It would be an understatement to say that we stand at an encrucijada, at the
crossroads, within the American Philosophical Association, and within the broader social
context of the United States. Hispanics/Latinos, as the mantra goes, are rapidly becoming
the largest minority, so rapidly that soon the term "largest minority," in some
states, will become an oxymoron. Demographic transformations of this nature entail
profound challenges. We have barely begun to face up to these challenges. From
bilingualism, and questions concerning the need for affirmative action, to issues of
naturalization, and race relations within and without Hispanic/Latino and Chicano
communities, Hispanics/Latinos are challenging all of us in the United States to
restructure political, cultural, and economic discourses, federal and local policies, and
tactics of social activism. Furthermore, a serious national dialogue has yet to get
underway concerning relations among Hispanics/Latinos and relations between these and
other minorities within the U.S. It is clear that too much is uncertain to hazard either
apocalyptic scenarios or rosy pictures of the near future. As things stand economically,
politically, and socially, however, things do not bode well for Hispanics/Latinos in
general. We tend to be the most undereducated, the youngest, the least likely to own
homes, the least likely to attend ivy league universities: so many elements in a recipe
for the constitution of an underclass and a social disaster.1
Within the American Philosophical Association, we are also at a crossroads. It is not
necessary to rehearse here the statistics game. Readers can get the numbers from Prof.
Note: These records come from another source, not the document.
//! Bounded retry with exponential backoff

use std::fmt;
use std::future::Future;
use std::time::Duration;

use super::{
    Broker, BrokerError, BrokerResult, DEAD_LETTER_QUEUE, DEATH_REASON_HEADER, Delivery,
    MAX_RETRY_COUNT, Message, RETRY_COUNT_HEADER, Target,
};

/// Attempt bound and backoff base: delay before attempt `n + 1` is `base * 2^(n-1)`
#[derive(Debug, Clone, Copy, PartialEq, Eq)]
pub struct RetryPolicy {
    pub max_attempts: u32,
    pub base_delay: Duration,
}

impl Default for RetryPolicy {
    fn default() -> Self {
        Self {
            max_attempts: 3,
            base_delay: Duration::from_millis(500),
        }
    }
}

impl RetryPolicy {
    pub const fn new(max_attempts: u32, base_delay: Duration) -> Self {
        Self {
            max_attempts,
            base_delay,
        }
    }

    /// Delay after the `attempt`-th failure (1-based)
    pub fn delay_for(&self, attempt: u32) -> Duration {
        self.base_delay * 2_u32.saturating_pow(attempt.saturating_sub(1))
    }
}

/// Returned once every attempt failed
#[derive(Debug)]
pub struct RetryError<E> {
    pub attempts: u32,
    pub last: E,
}

impl<E: fmt::Display> fmt::Display for RetryError<E> {
    fn fmt(&self, f: &mut fmt::Formatter<'_>) -> fmt::Result {
        write!(
            f,
            "operation failed after {} attempts: {}",
            self.attempts, self.last
        )
    }
}

impl<E: fmt::Debug + fmt::Display> std::error::Error for RetryError<E> {}

/// Run `op` until it succeeds or `policy.max_attempts` is reached
pub async fn retry_with_backoff<T, E, F, Fut>(
    policy: &RetryPolicy,
    mut op: F,
) -> Result<T, RetryError<E>>
where
    F: FnMut() -> Fut,
    Fut: Future<Output = Result<T, E>>,
    E: fmt::Display,
{
    let max_attempts = policy.max_attempts.max(1);
    let mut attempt = 0;

    loop {
        attempt += 1;
        match op().await {
            Ok(value) => return Ok(value),
            Err(e) if attempt >= max_attempts => {
                return Err(RetryError {
                    attempts: attempt,
                    last: e,
                });
            }
            Err(e) => {
                let delay = policy.delay_for(attempt);
                tracing::warn!(
                    attempt,
                    max_attempts,
                    delay_ms = delay.as_millis() as u64,
                    error = %e,
                    "operation failed, retrying"
                );
                tokio::time::sleep(delay).await;
            }
        }
    }
}

/// Requeue a transiently failed delivery, or dead-letter it once exhausted
///
/// The copy is published before the original is acknowledged, so a crash in
/// between produces a duplicate rather than a loss. Returns the new retry count.
pub async fn handle_retry(
    broker: &dyn Broker,
    delivery: &Delivery,
    reason: &str,
    policy: &RetryPolicy,
) -> BrokerResult<u32> {
    let retry_count = delivery.retry_count();
    let mut headers = delivery.headers.clone();

    if retry_count >= MAX_RETRY_COUNT {
        tracing::error!(
            queue = %delivery.queue,
            retry_count,
            reason = %reason,
            "max retries exceeded, sending to dead letter queue"
        );
        headers.insert(DEATH_REASON_HEADER.to_string(), reason.to_string());
        broker
            .publish(
                &Target::queue(DEAD_LETTER_QUEUE),
                Message {
                    body: delivery.body.clone(),
                    headers,
                },
            )
            .await?;
        delivery.ack().await?;
        return Err(BrokerError::RetriesExhausted {
            attempts: retry_count + 1,
            reason: reason.to_string(),
        });
    }

    let next = retry_count + 1;
    let delay = policy.delay_for(next);
    tracing::warn!(
        queue = %delivery.queue,
        retry_count = next,
        delay_ms = delay.as_millis() as u64,
        reason = %reason,
        "requeueing message"
    );
    tokio::time::sleep(delay).await;

    headers.insert(RETRY_COUNT_HEADER.to_string(), next.to_string());
    broker
        .publish(
            &Target::queue(delivery.queue.clone()),
            Message {
                body: delivery.body.clone(),
                headers,
            },
        )
        .await?;
    delivery.ack().await?;
    Ok(next)
}

#[cfg(test)]
mod tests {
    use super::*;
    use crate::broker::MemoryBroker;
    use futures::StreamExt;
    use std::sync::atomic::{AtomicU32, Ordering};

    const FAST: RetryPolicy = RetryPolicy::new(3, Duration::from_millis(1));

    #[test]
    fn test_delay_grows_exponentially() {
        let policy = RetryPolicy::new(5, Duration::from_millis(100));
        assert_eq!(policy.delay_for(1), Duration::from_millis(100));
        assert_eq!(policy.delay_for(2), Duration::from_millis(200));
        assert_eq!(policy.delay_for(3), Duration::from_millis(400));
    }

    #[tokio::test]
    async fn test_retry_succeeds_after_transient_failures() {
        let calls = AtomicU32::new(0);
        let result: Result<&str, RetryError<String>> = retry_with_backoff(&FAST, || async {
            if calls.fetch_add(1, Ordering::SeqCst) < 2 {
                Err("flaky".to_string())
            } else {
                Ok("done")
            }
        })
        .await;

        assert_eq!(result.unwrap(), "done");
        assert_eq!(calls.load(Ordering::SeqCst), 3);
    }

    #[tokio::test]
    async fn test_retry_reports_attempts_and_last_error() {
        let calls = AtomicU32::new(0);
        let err = retry_with_backoff(&FAST, || async {
            let n = calls.fetch_add(1, Ordering::SeqCst) + 1;
            Err::<(), _>(format!("failure {n}"))
        })
        .await
        .unwrap_err();

        assert_eq!(err.attempts, 3);
        assert_eq!(err.last, "failure 3");
        assert_eq!(
            err.to_string(),
            "operation failed after 3 attempts: failure 3"
        );
    }

    #[tokio::test]
    async fn test_handle_retry_requeues_with_incremented_count() {
        let broker = MemoryBroker::new();
        broker.declare_queue("work").await.unwrap();
        let mut deliveries = broker.consume("work").await.unwrap();

        broker
            .publish(&Target::queue("work"), Message {
                body: b"payload".to_vec(),
                ..Default::default()
            })
            .await
            .unwrap();

        let first = deliveries.next().await.unwrap().unwrap();
        assert_eq!(handle_retry(&broker, &first, "db down", &FAST).await.unwrap(), 1);

        let second = deliveries.next().await.unwrap().unwrap();
        assert_eq!(second.retry_count(), 1);
        assert_eq!(second.body, b"payload");
        second.ack().await.unwrap();

        // Original was acknowledged, not left pending
        assert_eq!(broker.stats().acked, 2);
    }

    #[tokio::test]
    async fn test_handle_retry_dead_letters_when_exhausted() {
        let broker = MemoryBroker::new();
        broker.declare_queue("work").await.unwrap();
        let mut deliveries = broker.consume("work").await.unwrap();
        let mut dead = broker.consume(DEAD_LETTER_QUEUE).await.unwrap();

        let mut headers = crate::telemetry::TraceHeaders::new();
        headers.insert(RETRY_COUNT_HEADER.into(), MAX_RETRY_COUNT.to_string());
        broker
            .publish(&Target::queue("work"), Message {
                body: b"poison-ish".to_vec(),
                headers,
            })
            .await
            .unwrap();

        let delivery = deliveries.next().await.unwrap().unwrap();
        let err = handle_retry(&broker, &delivery, "still failing", &FAST)
            .await
            .unwrap_err();
        assert!(matches!(err, BrokerError::RetriesExhausted { attempts: 4, .. }));

        let dead_letter = dead.next().await.unwrap().unwrap();
        assert_eq!(dead_letter.body, b"poison-ish");
        assert_eq!(
            dead_letter.headers.get(DEATH_REASON_HEADER).map(String::as_str),
            Some("still failing")
        );
    }
}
Alcoffs report (printed below), and also in the last chapter to Jorge J. E.
Gracias Hispanic/Latino Identity: A Philosophical Perspective.2 Nonetheless, one thing is
quite clear: Latino/Hispanic philosophers are underrepresented within the discipline, both
as faculty and students. Their absence within the ranks of philosophy departments is of
course linked to their general absence from higher education. Yet, philosophy is
particularly notorious for its lack of Hispanics/Latinos. This lack furthermore announces
itself loudly by the conspicuous absence of Latino/Hispanic philosophy in the philosophy
curriculum. As Gracia noted in his recent book, while Africana, Black and Asian philosophy
have finally achieved both legitimacy and a secure place within curriculum in philosophy
departments, Hispanics/Latinos (here understood in the broadest sense of the term to refer
to philosophers from both the Iberian peninsula and Latin America, as well as philosophers
of Latin American descent producing philosophy in the U.S. in English), seem either not to
exist or to have been relegated to other disciplines. These absences, furthermore, trickle
down into the politics of publication, hiring, tenuring and funding of programs, and so
forth. We enter the great circle of what comes first: the numbers that catalyze
commitment, or institutional commitment to open up new educational horizons and new lines
for faculty hiring. This situation also does not bode well for Latino/Hispanics interested
in pursuing a Ph.D. in philosophy with a special focus on Latino/Hispanic and/or Latin
American philosophy. Why should they want even to pursue a Ph.D. in philosophy when all
signs point away from the discipline? The philosophical calling is not only an existential
vocation, but also a social duty, even an imperative. Cultures have shown great derision
for philosophers, but they cannot dispense with them, especially when societies face
profound changes like those we face today. We have a duty to make philosophy not just an
option, but a desirable choice to Hispanic/Latino youth. They will be our patrimonio,
our gift to future generations, provided we rise to the occasion.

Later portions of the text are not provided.